Every line below that holds the string "parsed" should be copied out.

[[ ENTRIES SHOWN open ]]

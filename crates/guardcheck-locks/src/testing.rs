// SPDX-License-Identifier: (MIT OR Apache-2.0)
//! Shared fixtures for unit tests.

use guardcheck_ast::decl::{ClassDecl, CompilationUnit, MemberKind, MethodDecl};
use guardcheck_ast::expr::Expr;
use guardcheck_ast::stmt::StmtKind;
use guardcheck_resolve::{Resolution, SymbolId};

use crate::binder::BindContext;

pub struct Fixture {
    pub unit: CompilationUnit,
    pub res: Resolution,
}

pub fn fixture(src: &str) -> Fixture {
    let _ = env_logger::builder().is_test(true).try_init();
    let parsed = guardcheck_parser::parse_compilation_unit(src);
    assert!(parsed.is_ok(), "Parse errors: {:?}", parsed.errors);
    let res = guardcheck_resolve::resolve(&parsed.unit);
    assert!(res.errors.is_empty(), "Resolve errors: {:?}", res.errors);
    Fixture {
        unit: parsed.unit,
        res,
    }
}

fn find_class<'a>(classes: &'a [ClassDecl], name: &str) -> Option<&'a ClassDecl> {
    classes.iter().find_map(|class| {
        if class.name == name {
            return Some(class);
        }
        class.members.iter().find_map(|member| match &member.kind {
            MemberKind::Class(nested) => find_class(std::slice::from_ref(nested), name),
            _ => None,
        })
    })
}

impl Fixture {
    /// A class by simple name, nested classes included.
    pub fn class(&self, name: &str) -> SymbolId {
        let decl = find_class(&self.unit.types, name).unwrap_or_else(|| panic!("no class {}", name));
        self.res.resolutions[&decl.id]
    }

    pub fn ctx(&self, class: SymbolId) -> BindContext<'_> {
        BindContext::new(&self.res, class)
    }

    pub fn method(&self, class: &str, name: &str) -> (&MethodDecl, SymbolId) {
        let decl = find_class(&self.unit.types, class).unwrap_or_else(|| panic!("no class {}", class));
        let method = decl
            .members
            .iter()
            .find_map(|member| match &member.kind {
                MemberKind::Method(method) if method.name == name => Some(method),
                _ => None,
            })
            .unwrap_or_else(|| panic!("no method {}.{}", class, name));
        (method, self.res.resolutions[&decl.id])
    }
}

/// Expressions of the top-level expression statements in a method body.
pub fn expr_stmts(method: &MethodDecl) -> Vec<&Expr> {
    method
        .body
        .iter()
        .flatten()
        .filter_map(|stmt| match &stmt.kind {
            StmtKind::Expr(expr) => Some(expr),
            _ => None,
        })
        .collect()
}
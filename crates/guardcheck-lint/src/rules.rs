// SPDX-License-Identifier: (MIT OR Apache-2.0)
//! Rule registry and dispatch.

use guardcheck_diagnostics::Diagnostic;
use guardcheck_resolve::Resolution;

use crate::guarded_by;
use crate::types::CheckOpts;
use crate::units::Units;

/// What a rule gets to look at.
pub struct RuleContext<'a> {
    pub source: &'a str,
    pub resolution: &'a Resolution,
    pub units: &'a Units<'a>,
    pub opts: &'a CheckOpts,
}

/// A rule: id, check function.
pub struct Rule {
    pub id: &'static str,
    pub summary: &'static str,
    check: fn(&RuleContext<'_>) -> Vec<Diagnostic>,
}

/// All registered rules.
pub fn all_rules() -> Vec<Rule> {
    vec![
        Rule {
            id: guarded_by::UNGUARDED_ACCESS,
            summary: "guarded member accessed without holding its lock",
            check: guarded_by::check_unguarded_access,
        },
        Rule {
            id: guarded_by::INVALID,
            summary: "@GuardedBy expression that does not name a lock",
            check: guarded_by::check_invalid_guards,
        },
    ]
}

/// Run selected rules.
pub fn run_rules(ctx: &RuleContext<'_>) -> Vec<Diagnostic> {
    let mut results = Vec::new();

    for rule in all_rules() {
        if !should_run(rule.id, ctx.opts) {
            log::debug!("rule {} disabled", rule.id);
            continue;
        }
        results.extend((rule.check)(ctx));
    }

    results
}

/// Check if a rule should run based on include/exclude filters.
pub fn should_run(rule_id: &str, opts: &CheckOpts) -> bool {
    // Exclude takes priority
    if opts.excludes.iter().any(|pattern| matches_rule(rule_id, pattern)) {
        return false;
    }

    opts.rules.is_empty() || opts.rules.iter().any(|pattern| matches_rule(rule_id, pattern))
}

/// Match a rule ID against a glob pattern.
/// Supports: exact match, "category/*" for all rules in a category, "*".
fn matches_rule(rule_id: &str, pattern: &str) -> bool {
    if pattern == rule_id || pattern == "*" {
        return true;
    }

    // "guarded-by/*" matches "guarded-by/invalid", etc.
    if let Some(prefix) = pattern.strip_suffix("/*") {
        if let Some(rule_prefix) = rule_id.split('/').next() {
            return rule_prefix == prefix;
        }
    }

    false
}

#[cfg(test)]
mod tests {
    use super::*;

    fn opts(rules: &[&str], excludes: &[&str]) -> CheckOpts {
        CheckOpts {
            rules: rules.iter().map(|s| s.to_string()).collect(),
            excludes: excludes.iter().map(|s| s.to_string()).collect(),
            unresolved_as_error: false,
        }
    }

    #[test]
    fn patterns() {
        assert!(matches_rule("guarded-by/invalid", "guarded-by/*"));
        assert!(matches_rule("guarded-by/invalid", "guarded-by/invalid"));
        assert!(matches_rule("guarded-by/invalid", "*"));
        assert!(!matches_rule("guarded-by/invalid", "guarded/*"));
        assert!(!matches_rule("guarded-by/invalid", "guarded-by/unguarded-access"));
    }

    #[test]
    fn filters() {
        assert!(should_run(guarded_by::INVALID, &CheckOpts::default()));
        assert!(should_run(guarded_by::INVALID, &opts(&["guarded-by/*"], &[])));
        assert!(!should_run(guarded_by::INVALID, &opts(&[guarded_by::UNGUARDED_ACCESS], &[])));
        assert!(!should_run(guarded_by::INVALID, &opts(&["guarded-by/*"], &["guarded-by/invalid"])));
    }

    #[test]
    fn rule_ids_are_unique() {
        let rules = all_rules();
        for (i, rule) in rules.iter().enumerate() {
            assert!(rules[i + 1..].iter().all(|r| r.id != rule.id));
            assert!(!rule.summary.is_empty());
        }
    }
}
/// Convert a raw logos token to a `TokenKind`, parsing literal values.
fn convert_token(raw: RawToken, slice: &str, start: usize, end: usize) -> Result<TokenKind, LexError> {
    Ok(match raw {
        RawToken::Package => TokenKind::Package,
        RawToken::Import => TokenKind::Import,
        RawToken::Class => TokenKind::Class,
        RawToken::Interface => TokenKind::Interface,
        RawToken::Enum => TokenKind::Enum,
        RawToken::Extends => TokenKind::Extends,
        RawToken::Implements => TokenKind::Implements,
        RawToken::Public => TokenKind::Public,
        RawToken::Protected => TokenKind::Protected,
        RawToken::Private => TokenKind::Private,
        RawToken::Static => TokenKind::Static,
        RawToken::Final => TokenKind::Final,
        RawToken::Abstract => TokenKind::Abstract,
        RawToken::Synchronized => TokenKind::Synchronized,
        RawToken::Volatile => TokenKind::Volatile,
        RawToken::Transient => TokenKind::Transient,
        RawToken::Native => TokenKind::Native,
        RawToken::Strictfp => TokenKind::Strictfp,
        RawToken::Default => TokenKind::Default,
        RawToken::Void => TokenKind::Void,
        RawToken::This => TokenKind::This,
        RawToken::Super => TokenKind::Super,
        RawToken::New => TokenKind::New,
        RawToken::Instanceof => TokenKind::Instanceof,
        RawToken::If => TokenKind::If,
        RawToken::Else => TokenKind::Else,
        RawToken::While => TokenKind::While,
        RawToken::Do => TokenKind::Do,
        RawToken::For => TokenKind::For,
        RawToken::Return => TokenKind::Return,
        RawToken::Break => TokenKind::Break,
        RawToken::Continue => TokenKind::Continue,
        RawToken::Throw => TokenKind::Throw,
        RawToken::Throws => TokenKind::Throws,
        RawToken::Try => TokenKind::Try,
        RawToken::Catch => TokenKind::Catch,
        RawToken::Finally => TokenKind::Finally,
        RawToken::Switch => TokenKind::Switch,
        RawToken::Case => TokenKind::Case,
        RawToken::Assert => TokenKind::Assert,
        RawToken::True => TokenKind::Bool(true),
        RawToken::False => TokenKind::Bool(false),
        RawToken::Null => TokenKind::Null,

        RawToken::GtGtGtEq => TokenKind::GtGtGtEq,
        RawToken::LtLtEq => TokenKind::LtLtEq,
        RawToken::GtGtEq => TokenKind::GtGtEq,
        RawToken::Ellipsis => TokenKind::Ellipsis,
        RawToken::EqEq => TokenKind::EqEq,
        RawToken::BangEq => TokenKind::BangEq,
        RawToken::LtEq => TokenKind::LtEq,
        RawToken::GtEq => TokenKind::GtEq,
        RawToken::AmpAmp => TokenKind::AmpAmp,
        RawToken::PipePipe => TokenKind::PipePipe,
        RawToken::LtLt => TokenKind::LtLt,
        RawToken::PlusPlus => TokenKind::PlusPlus,
        RawToken::MinusMinus => TokenKind::MinusMinus,
        RawToken::PlusEq => TokenKind::PlusEq,
        RawToken::MinusEq => TokenKind::MinusEq,
        RawToken::StarEq => TokenKind::StarEq,
        RawToken::SlashEq => TokenKind::SlashEq,
        RawToken::PercentEq => TokenKind::PercentEq,
        RawToken::AmpEq => TokenKind::AmpEq,
        RawToken::PipeEq => TokenKind::PipeEq,
        RawToken::CaretEq => TokenKind::CaretEq,
        RawToken::ColonColon => TokenKind::ColonColon,
        RawToken::Arrow => TokenKind::Arrow,
        RawToken::Plus => TokenKind::Plus,
        RawToken::Minus => TokenKind::Minus,
        RawToken::Star => TokenKind::Star,
        RawToken::Slash => TokenKind::Slash,
        RawToken::Percent => TokenKind::Percent,
        RawToken::Eq => TokenKind::Eq,
        RawToken::Lt => TokenKind::Lt,
        RawToken::Gt => TokenKind::Gt,
        RawToken::Bang => TokenKind::Bang,
        RawToken::Tilde => TokenKind::Tilde,
        RawToken::Amp => TokenKind::Amp,
        RawToken::Pipe => TokenKind::Pipe,
        RawToken::Caret => TokenKind::Caret,
        RawToken::Question => TokenKind::Question,
        RawToken::Colon => TokenKind::Colon,
        RawToken::At => TokenKind::At,
        RawToken::Dot => TokenKind::Dot,

        RawToken::LBrace => TokenKind::LBrace,
        RawToken::RBrace => TokenKind::RBrace,
        RawToken::LParen => TokenKind::LParen,
        RawToken::RParen => TokenKind::RParen,
        RawToken::LBracket => TokenKind::LBracket,
        RawToken::RBracket => TokenKind::RBracket,
        RawToken::Semi => TokenKind::Semi,
        RawToken::Comma => TokenKind::Comma,

        RawToken::DecInt => {
            let digits = clean_digits(slice.trim_end_matches(['l', 'L']));
            let radix = if digits.len() > 1 && digits.starts_with('0') { 8 } else { 10 };
            TokenKind::Int(parse_int(&digits, radix, start, end)?)
        }
        RawToken::HexInt => {
            let digits = clean_digits(slice[2..].trim_end_matches(['l', 'L']));
            TokenKind::Int(parse_int(&digits, 16, start, end)?)
        }
        RawToken::BinInt => {
            let digits = clean_digits(slice[2..].trim_end_matches(['l', 'L']));
            TokenKind::Int(parse_int(&digits, 2, start, end)?)
        }
        RawToken::Float => {
            let digits = clean_digits(slice.trim_end_matches(['f', 'F', 'd', 'D']));
            let value = digits
                .parse::<f64>()
                .map_err(|_| LexError::invalid_number(start, end))?;
            TokenKind::Float(value)
        }
        RawToken::Char => {
            let inner = &slice[1..slice.len() - 1];
            let text = parse_string(inner, start)?;
            let mut chars = text.chars();
            match (chars.next(), chars.next()) {
                (Some(c), None) => TokenKind::Char(c),
                _ => return Err(LexError::invalid_escape(start)),
            }
        }
        RawToken::String => {
            let inner = &slice[1..slice.len() - 1];
            TokenKind::String(parse_string(inner, start)?)
        }
        RawToken::Ident => TokenKind::Ident(slice.to_string()),

        RawToken::LineComment | RawToken::BlockComment => {
            unreachable!("comments are skipped")
        }
    })
}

[[ ENTRIES SHOWN closed ]]

COMPLETED TASK >>
    let parsed = guardcheck_parser::parse_compilation_unit(src);
    assert!(parsed.is_ok(), "Parse errors: {:?}", parsed.errors);
    let res = guardcheck_resolve::resolve(&parsed.unit);
        unit: parsed.unit,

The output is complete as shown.